| Task to complete |
Filter the entries down to the lines holding "join", then copy those lines.

Stored data entries
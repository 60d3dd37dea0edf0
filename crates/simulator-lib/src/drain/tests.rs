//! Tests for drain eligibility
//!
//! These tests verify:
//! - Job pods block before any other rule
//! - The drain filter rules in fast and detailed mode
//! - Disruption budget enforcement on movable pods

use super::*;
use crate::listers::{ControllerReplicas, StaticListers};
use crate::models::pod_name;
use chrono::{Duration, TimeZone};
use k8s_openapi::api::core::v1::{EmptyDirVolumeSource, PodSpec, PodStatus, Volume};
use k8s_openapi::api::policy::v1::{PodDisruptionBudgetSpec, PodDisruptionBudgetStatus};
use k8s_openapi::apimachinery::pkg::apis::meta::v1::{
    LabelSelector, LabelSelectorRequirement, ObjectMeta, OwnerReference, Time,
};
use std::collections::BTreeMap;

fn now() -> DateTime<Utc> {
    Utc.with_ymd_and_hms(2024, 5, 1, 12, 0, 0).unwrap()
}

fn pod(namespace: &str, name: &str) -> Pod {
    Pod {
        metadata: ObjectMeta {
            name: Some(name.to_string()),
            namespace: Some(namespace.to_string()),
            ..Default::default()
        },
        spec: Some(PodSpec {
            node_name: Some("node-1".to_string()),
            ..Default::default()
        }),
        ..Default::default()
    }
}

fn owned_by(mut pod: Pod, api_version: &str, kind: &str, name: &str) -> Pod {
    pod.metadata.owner_references = Some(vec![OwnerReference {
        api_version: api_version.to_string(),
        kind: kind.to_string(),
        name: name.to_string(),
        controller: Some(true),
        ..Default::default()
    }]);
    pod
}

fn replicated(namespace: &str, name: &str) -> Pod {
    owned_by(pod(namespace, name), "apps/v1", "ReplicaSet", "web-rs")
}

fn with_labels(mut pod: Pod, labels: &[(&str, &str)]) -> Pod {
    pod.metadata.labels = Some(
        labels
            .iter()
            .map(|(k, v)| (k.to_string(), v.to_string()))
            .collect(),
    );
    pod
}

fn with_annotation(mut pod: Pod, key: &str, value: &str) -> Pod {
    pod.metadata
        .annotations
        .get_or_insert_with(BTreeMap::new)
        .insert(key.to_string(), value.to_string());
    pod
}

fn pdb(namespace: &str, app: &str, allowed: i32) -> PodDisruptionBudget {
    PodDisruptionBudget {
        metadata: ObjectMeta {
            name: Some(format!("{}-pdb", app)),
            namespace: Some(namespace.to_string()),
            ..Default::default()
        },
        spec: Some(PodDisruptionBudgetSpec {
            selector: Some(LabelSelector {
                match_labels: Some(BTreeMap::from([("app".to_string(), app.to_string())])),
                ..Default::default()
            }),
            ..Default::default()
        }),
        status: Some(PodDisruptionBudgetStatus {
            disruptions_allowed: allowed,
            ..Default::default()
        }),
    }
}

fn reason(err: &DrainError) -> BlockingPodReason {
    err.blocking_pod().expect("expected a blocking pod").reason
}

mod job_tests {
    use super::*;

    #[test]
    fn test_job_pod_blocks_regardless_of_budgets() {
        let job = owned_by(pod("ns", "job-1"), "batch/v1", "Job", "nightly");
        let web = with_labels(replicated("ns", "web-1"), &[("app", "x")]);

        for budgets in [vec![], vec![pdb("ns", "x", 5)], vec![pdb("ns", "x", 0)]] {
            let err = DrainEvaluator::default()
                .pods_to_move(&[web.clone(), job.clone()], DrainMode::Fast, &budgets, now())
                .unwrap_err();
            assert_eq!(reason(&err), BlockingPodReason::UnreplicatedController);
            assert_eq!(pod_name(&err.blocking_pod().unwrap().pod), "job-1");
            assert_eq!(err.to_string(), "job pod ns/job-1 is unmovable");
        }
    }

    #[test]
    fn test_job_check_precedes_detailed_lookups() {
        let listers = StaticListers::default();
        let pods = [
            replicated("ns", "orphan"),
            owned_by(pod("ns", "job-1"), "batch/v1beta1", "Job", "nightly"),
        ];
        let err = DrainEvaluator::default()
            .pods_to_move(
                &pods,
                DrainMode::Detailed {
                    listers: &listers,
                    min_replica_count: 0,
                },
                &[],
                now(),
            )
            .unwrap_err();

        assert_eq!(reason(&err), BlockingPodReason::UnreplicatedController);
        assert_eq!(pod_name(&err.blocking_pod().unwrap().pod), "job-1");
    }

    #[test]
    fn test_non_batch_job_kind_is_not_a_batch_pod() {
        let pods = [owned_by(pod("ns", "custom"), "example.com/v1", "Job", "x")];
        assert!(check_job_pods(&pods).is_ok());

        let err = DrainEvaluator::default()
            .pods_to_move(&[pod("ns", "bare")], DrainMode::Fast, &[], now())
            .unwrap_err();
        assert_eq!(err.to_string(), "ns/bare is not replicated");
    }
}

mod filter_tests {
    use super::*;

    #[test]
    fn test_movable_pods_keep_input_order() {
        let pods = [
            replicated("default", "b"),
            owned_by(pod("default", "ds"), "apps/v1", "DaemonSet", "fluentd"),
            with_annotation(pod("default", "mirror"), MIRROR_POD_ANNOTATION, "abc"),
            replicated("default", "a"),
        ];
        let movable = DrainEvaluator::default()
            .pods_to_move(&pods, DrainMode::Fast, &[], now())
            .unwrap();

        let names: Vec<_> = movable.iter().map(pod_name).collect();
        assert_eq!(names, vec!["b", "a"]);
    }

    #[test]
    fn test_bare_pod_blocks() {
        let err = DrainEvaluator::default()
            .pods_to_move(&[pod("default", "bare")], DrainMode::Fast, &[], now())
            .unwrap_err();
        assert_eq!(reason(&err), BlockingPodReason::UnreplicatedController);
    }

    #[test]
    fn test_bare_pod_moves_when_safe_to_evict_or_finished() {
        let finished = Pod {
            status: Some(PodStatus {
                phase: Some("Succeeded".to_string()),
                ..Default::default()
            }),
            ..pod("default", "finished")
        };
        let pods = [
            with_annotation(pod("default", "safe"), SAFE_TO_EVICT_ANNOTATION, "true"),
            finished,
        ];
        let movable = DrainEvaluator::default()
            .pods_to_move(&pods, DrainMode::Fast, &[], now())
            .unwrap();
        assert_eq!(movable.len(), 2);
    }

    #[test]
    fn test_not_safe_to_evict_annotation_blocks() {
        let pods = [with_annotation(replicated("default", "pinned"), SAFE_TO_EVICT_ANNOTATION, "false")];
        let err = DrainEvaluator::default()
            .pods_to_move(&pods, DrainMode::Fast, &[], now())
            .unwrap_err();
        assert_eq!(reason(&err), BlockingPodReason::NotSafeToEvictAnnotation);
    }

    #[test]
    fn test_kube_system_pod_needs_budget() {
        let dns = with_labels(replicated("kube-system", "coredns-1"), &[("app", "coredns")]);

        let err = DrainEvaluator::default()
            .pods_to_move(&[dns.clone()], DrainMode::Fast, &[], now())
            .unwrap_err();
        assert_eq!(reason(&err), BlockingPodReason::UnmovableSystemPod);

        let movable = DrainEvaluator::default()
            .pods_to_move(&[dns.clone()], DrainMode::Fast, &[pdb("kube-system", "coredns", 1)], now())
            .unwrap();
        assert_eq!(movable.len(), 1);

        let movable = DrainEvaluator::new(DrainOptions {
            skip_nodes_with_system_pods: false,
            ..Default::default()
        })
        .pods_to_move(&[dns], DrainMode::Fast, &[], now())
        .unwrap();
        assert_eq!(movable.len(), 1);
    }

    #[test]
    fn test_local_storage_blocks_when_configured() {
        let mut cache = replicated("default", "cache");
        cache.spec.as_mut().unwrap().volumes = Some(vec![Volume {
            name: "scratch".to_string(),
            empty_dir: Some(EmptyDirVolumeSource::default()),
            ..Default::default()
        }]);

        let err = DrainEvaluator::default()
            .pods_to_move(&[cache.clone()], DrainMode::Fast, &[], now())
            .unwrap_err();
        assert_eq!(reason(&err), BlockingPodReason::LocalStorageRequested);

        assert!(fast_pods_to_move(&[cache], true, false, &[], now()).is_ok());
    }

    #[test]
    fn test_long_terminating_pod_is_ignored() {
        let mut stuck = pod("default", "stuck");
        stuck.metadata.deletion_timestamp = Some(Time(now() - Duration::seconds(61)));
        let mut leaving = pod("default", "leaving");
        leaving.metadata.deletion_timestamp = Some(Time(now() - Duration::seconds(10)));

        assert!(is_long_terminating(&stuck, now()));
        assert!(!is_long_terminating(&leaving, now()));

        let movable = DrainEvaluator::default()
            .pods_to_move(&[stuck], DrainMode::Fast, &[], now())
            .unwrap();
        assert!(movable.is_empty());

        let err = DrainEvaluator::default()
            .pods_to_move(&[leaving], DrainMode::Fast, &[], now())
            .unwrap_err();
        assert_eq!(reason(&err), BlockingPodReason::UnreplicatedController);
    }
}

mod detailed_tests {
    use super::*;
    use crate::listers::ListerError;

    fn listers(replicas: i32) -> StaticListers {
        StaticListers::new(
            vec![],
            &[ControllerReplicas {
                kind: "ReplicaSet".to_string(),
                namespace: "default".to_string(),
                name: "web-rs".to_string(),
                replicas,
            }],
        )
    }

    #[test]
    fn test_existing_controller_is_movable() {
        let movable = detailed_pods_to_move(
            &[replicated("default", "web-1")],
            true,
            true,
            &listers(3),
            2,
            &[],
            now(),
        )
        .unwrap();
        assert_eq!(movable.len(), 1);
    }

    #[test]
    fn test_missing_controller_blocks() {
        let err = detailed_pods_to_move(
            &[replicated("other", "web-1")],
            true,
            true,
            &listers(3),
            0,
            &[],
            now(),
        )
        .unwrap_err();
        assert_eq!(reason(&err), BlockingPodReason::ControllerNotFound);

        // Fast mode trusts the reference.
        assert!(fast_pods_to_move(&[replicated("other", "web-1")], true, true, &[], now()).is_ok());
    }

    #[test]
    fn test_too_few_replicas_blocks() {
        let err = detailed_pods_to_move(
            &[replicated("default", "web-1")],
            true,
            true,
            &listers(1),
            2,
            &[],
            now(),
        )
        .unwrap_err();
        assert_eq!(reason(&err), BlockingPodReason::MinReplicasReached);
    }

    struct BrokenListers;

    impl ListerRegistry for BrokenListers {
        fn scheduled_pods(&self) -> Result<Vec<Pod>, ListerError> {
            Err(ListerError::new("pods", "timeout"))
        }

        fn controller_replicas(
            &self,
            _namespace: &str,
            _owner: &OwnerReference,
        ) -> Result<Option<i32>, ListerError> {
            Err(ListerError::new("replicasets", "timeout"))
        }
    }

    #[test]
    fn test_lister_failure_is_unexpected_error() {
        let err = detailed_pods_to_move(
            &[replicated("default", "web-1")],
            true,
            true,
            &BrokenListers,
            0,
            &[],
            now(),
        )
        .unwrap_err();
        assert_eq!(reason(&err), BlockingPodReason::UnexpectedError);
    }

    #[test]
    fn test_node_pods_to_move() {
        let mut elsewhere = pod("default", "elsewhere");
        elsewhere.spec.as_mut().unwrap().node_name = Some("node-2".to_string());
        let listers = StaticListers::new(vec![replicated("default", "web-1"), elsewhere], &[]);

        let movable = DrainEvaluator::default()
            .node_pods_to_move("node-1", &listers, DrainMode::Fast, &[], now())
            .unwrap();
        assert_eq!(movable.len(), 1);

        let err = DrainEvaluator::default()
            .node_pods_to_move("node-1", &BrokenListers, DrainMode::Fast, &[], now())
            .unwrap_err();
        assert!(matches!(err, DrainError::ApiCall(_)));
        assert!(err.blocking_pod().is_none());
    }
}

mod budget_tests {
    use super::*;

    #[test]
    fn test_exhausted_budget_blocks() {
        let pods = [
            with_labels(replicated("ns", "other"), &[("app", "y")]),
            with_labels(replicated("ns", "web-1"), &[("app", "x")]),
        ];
        let err = DrainEvaluator::default()
            .pods_to_move(&pods, DrainMode::Fast, &[pdb("ns", "x", 0)], now())
            .unwrap_err();

        assert_eq!(reason(&err), BlockingPodReason::InsufficientDisruptionBudget);
        assert_eq!(pod_name(&err.blocking_pod().unwrap().pod), "web-1");
        assert_eq!(
            err.to_string(),
            "not enough pod disruption budget to move ns/web-1"
        );
    }

    #[test]
    fn test_budget_in_other_namespace_is_ignored() {
        let pods = [with_labels(replicated("ns", "web-1"), &[("app", "x")])];
        let movable = DrainEvaluator::default()
            .pods_to_move(&pods, DrainMode::Fast, &[pdb("other", "x", 0)], now())
            .unwrap();
        assert_eq!(movable.len(), 1);
    }

    #[test]
    fn test_first_budget_wins() {
        let pods = [
            with_labels(replicated("ns", "a"), &[("app", "a")]),
            with_labels(replicated("ns", "b"), &[("app", "b")]),
        ];
        let err = check_pdbs(&pods, &[pdb("ns", "b", 0), pdb("ns", "a", 0)]).unwrap_err();
        assert_eq!(pod_name(&err.blocking_pod().unwrap().pod), "b");
    }

    #[test]
    fn test_malformed_selector_is_hard_error() {
        let mut broken = pdb("ns", "x", 1);
        broken.spec.as_mut().unwrap().selector = Some(LabelSelector {
            match_expressions: Some(vec![LabelSelectorRequirement {
                key: "app".to_string(),
                operator: "Sideways".to_string(),
                values: None,
            }]),
            ..Default::default()
        });
        let pods = [with_labels(replicated("ns", "web-1"), &[("app", "x")])];

        let err = DrainEvaluator::default()
            .pods_to_move(&pods, DrainMode::Fast, &[broken], now())
            .unwrap_err();
        assert!(matches!(err, DrainError::Selector(_)));
        assert!(err.blocking_pod().is_none());
    }

    #[test]
    fn test_budget_without_status_blocks() {
        let mut budget = pdb("ns", "x", 3);
        budget.status = None;
        let pods = [with_labels(replicated("ns", "web-1"), &[("app", "x")])];

        let err = check_pdbs(&pods, &[budget]).unwrap_err();
        assert_eq!(reason(&err), BlockingPodReason::InsufficientDisruptionBudget);
    }
}
use crate::lister::FileEntry;
use crate::rule::RenameRule;
use serde::{Deserialize, Serialize};
use std::collections::BTreeMap;
use std::path::PathBuf;

/// The computed rename for one listed file
#[derive(Debug, Clone, PartialEq, Eq, Serialize, Deserialize)]
pub struct RenamePreviewEntry {
    pub source: PathBuf,
    pub destination: PathBuf,
    pub original_name: String,
    pub proposed_name: String,
}

impl RenamePreviewEntry {
    /// Unchanged entries are shown in previews but never applied
    pub fn is_changed(&self) -> bool {
        self.proposed_name != self.original_name
    }
}

/// A single filesystem rename
#[derive(Debug, Clone, PartialEq, Eq, Serialize, Deserialize)]
pub struct RenameOperation {
    pub source: PathBuf,
    pub destination: PathBuf,
}

impl RenameOperation {
    pub fn new(source: impl Into<PathBuf>, destination: impl Into<PathBuf>) -> Self {
        Self {
            source: source.into(),
            destination: destination.into(),
        }
    }
}

impl From<&RenamePreviewEntry> for RenameOperation {
    fn from(entry: &RenamePreviewEntry) -> Self {
        Self {
            source: entry.source.clone(),
            destination: entry.destination.clone(),
        }
    }
}

/// Several changed entries that would end up at the same destination
#[derive(Debug, Clone, PartialEq, Eq, Serialize, Deserialize)]
pub struct Conflict {
    pub destination: PathBuf,
    pub sources: Vec<PathBuf>,
}

/// Compute the preview for every file. Pure: the same inputs always give the same output.
pub fn plan(files: &[FileEntry], rule: &RenameRule) -> Vec<RenamePreviewEntry> {
    files
        .iter()
        .map(|file| {
            let proposed_name = rule.apply(&file.name);
            RenamePreviewEntry {
                source: file.path.clone(),
                destination: file.directory.join(&proposed_name),
                original_name: file.name.clone(),
                proposed_name,
            }
        })
        .collect()
}

/// The operations needed to apply a preview, in preview order, skipping unchanged entries
pub fn pending_operations(previews: &[RenamePreviewEntry]) -> Vec<RenameOperation> {
    previews
        .iter()
        .filter(|entry| entry.is_changed())
        .map(RenameOperation::from)
        .collect()
}

/// Find changed entries whose destinations coincide
pub fn find_conflicts(previews: &[RenamePreviewEntry]) -> Vec<Conflict> {
    let operations = pending_operations(previews);
    find_operation_conflicts(&operations)
}

/// Group operations by destination and keep the groups with more than one source
pub fn find_operation_conflicts(operations: &[RenameOperation]) -> Vec<Conflict> {
    let mut targets: BTreeMap<&PathBuf, Vec<PathBuf>> = BTreeMap::new();
    for operation in operations {
        targets
            .entry(&operation.destination)
            .or_default()
            .push(operation.source.clone());
    }

    targets
        .into_iter()
        .filter(|(_, sources)| sources.len() > 1)
        .map(|(destination, sources)| Conflict {
            destination: destination.clone(),
            sources,
        })
        .collect()
}

/// Counts shown alongside a preview
#[derive(Debug, Clone, Copy, Default, PartialEq, Eq, Serialize, Deserialize)]
pub struct PreviewStats {
    pub files: usize,
    pub changed: usize,
    pub unchanged: usize,
    pub conflicts: usize,
}

impl PreviewStats {
    pub fn from_previews(previews: &[RenamePreviewEntry]) -> Self {
        let changed = previews.iter().filter(|p| p.is_changed()).count();
        Self {
            files: previews.len(),
            changed,
            unchanged: previews.len() - changed,
            conflicts: find_conflicts(previews).len(),
        }
    }
}

#[cfg(test)]
mod tests {
    use super::*;
    use std::path::Path;

    fn entry(directory: &str, name: &str) -> FileEntry {
        FileEntry {
            name: name.to_string(),
            path: Path::new(directory).join(name),
            directory: PathBuf::from(directory),
        }
    }

    #[test]
    fn test_plan_computes_destination_in_same_folder() {
        let files = vec![entry("/photos", "img.jpg")];
        let previews = plan(&files, &RenameRule::prepend("trip_"));
        assert_eq!(previews.len(), 1);
        assert_eq!(previews[0].source, Path::new("/photos").join("img.jpg"));
        assert_eq!(
            previews[0].destination,
            Path::new("/photos").join("trip_img.jpg")
        );
        assert_eq!(previews[0].original_name, "img.jpg");
        assert_eq!(previews[0].proposed_name, "trip_img.jpg");
    }

    #[test]
    fn test_plan_keeps_input_order() {
        let files = vec![entry("/d", "c.txt"), entry("/d", "a.txt"), entry("/d", "b.txt")];
        let previews = plan(&files, &RenameRule::append("_x"));
        let names: Vec<_> = previews.iter().map(|p| p.original_name.as_str()).collect();
        assert_eq!(names, vec!["c.txt", "a.txt", "b.txt"]);
    }

    #[test]
    fn test_unchanged_entries_are_previewed_but_not_pending() {
        let files = vec![entry("/d", "report.txt"), entry("/d", "notes.txt")];
        let previews = plan(&files, &RenameRule::replace("notes", "memo"));

        assert_eq!(previews.len(), 2);
        assert!(!previews[0].is_changed());
        assert_eq!(previews[0].proposed_name, "report.txt");
        assert!(previews[1].is_changed());
        assert_eq!(previews[1].proposed_name, "memo.txt");

        let operations = pending_operations(&previews);
        assert_eq!(
            operations,
            vec![RenameOperation::new(
                Path::new("/d").join("notes.txt"),
                Path::new("/d").join("memo.txt")
            )]
        );
    }

    #[test]
    fn test_find_conflicts() {
        let files = vec![
            entry("/d", "copyreport.txt"),
            entry("/d", "reportcopy.txt"),
            entry("/d", "notes.txt"),
        ];
        let previews = plan(&files, &RenameRule::replace("copy", ""));
        let conflicts = find_conflicts(&previews);
        assert_eq!(conflicts.len(), 1);
        assert_eq!(conflicts[0].destination, Path::new("/d").join("report.txt"));
        assert_eq!(conflicts[0].sources.len(), 2);

        let files = vec![entry("/d", "x_1.txt"), entry("/d", "x_2.txt")];
        let previews = plan(&files, &RenameRule::replace("_1", "_2"));
        // x_1 -> x_2 is changed, x_2 is unchanged, so no two changed entries collide
        assert!(find_conflicts(&previews).is_empty());

        let operations = vec![
            RenameOperation::new("/d/one.txt", "/d/same.txt"),
            RenameOperation::new("/d/two.txt", "/d/same.txt"),
            RenameOperation::new("/d/three.txt", "/d/other.txt"),
        ];
        let conflicts = find_operation_conflicts(&operations);
        assert_eq!(conflicts.len(), 1);
        assert_eq!(conflicts[0].destination, PathBuf::from("/d/same.txt"));
        assert_eq!(
            conflicts[0].sources,
            vec![PathBuf::from("/d/one.txt"), PathBuf::from("/d/two.txt")]
        );
    }

    #[test]
    fn test_conflict_in_different_folders_is_not_a_conflict() {
        let files = vec![entry("/a", "old.txt"), entry("/b", "old.txt")];
        let previews = plan(&files, &RenameRule::replace("old", "new"));
        assert!(find_conflicts(&previews).is_empty());
    }

    #[test]
    fn test_preview_stats() {
        let files = vec![entry("/d", "report.txt"), entry("/d", "notes.txt")];
        let previews = plan(&files, &RenameRule::replace("notes", "memo"));
        let stats = PreviewStats::from_previews(&previews);
        assert_eq!(
            stats,
            PreviewStats {
                files: 2,
                changed: 1,
                unchanged: 1,
                conflicts: 0,
            }
        );
    }
}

| Task output |
                destination: file.directory.join(&proposed_name),
            path: Path::new(directory).join(name),
        assert_eq!(previews[0].source, Path::new("/photos").join("img.jpg"));
            Path::new("/photos").join("trip_img.jpg")
                Path::new("/d").join("notes.txt"),
                Path::new("/d").join("memo.txt")
        assert_eq!(conflicts[0].destination, Path::new("/d").join("report.txt"));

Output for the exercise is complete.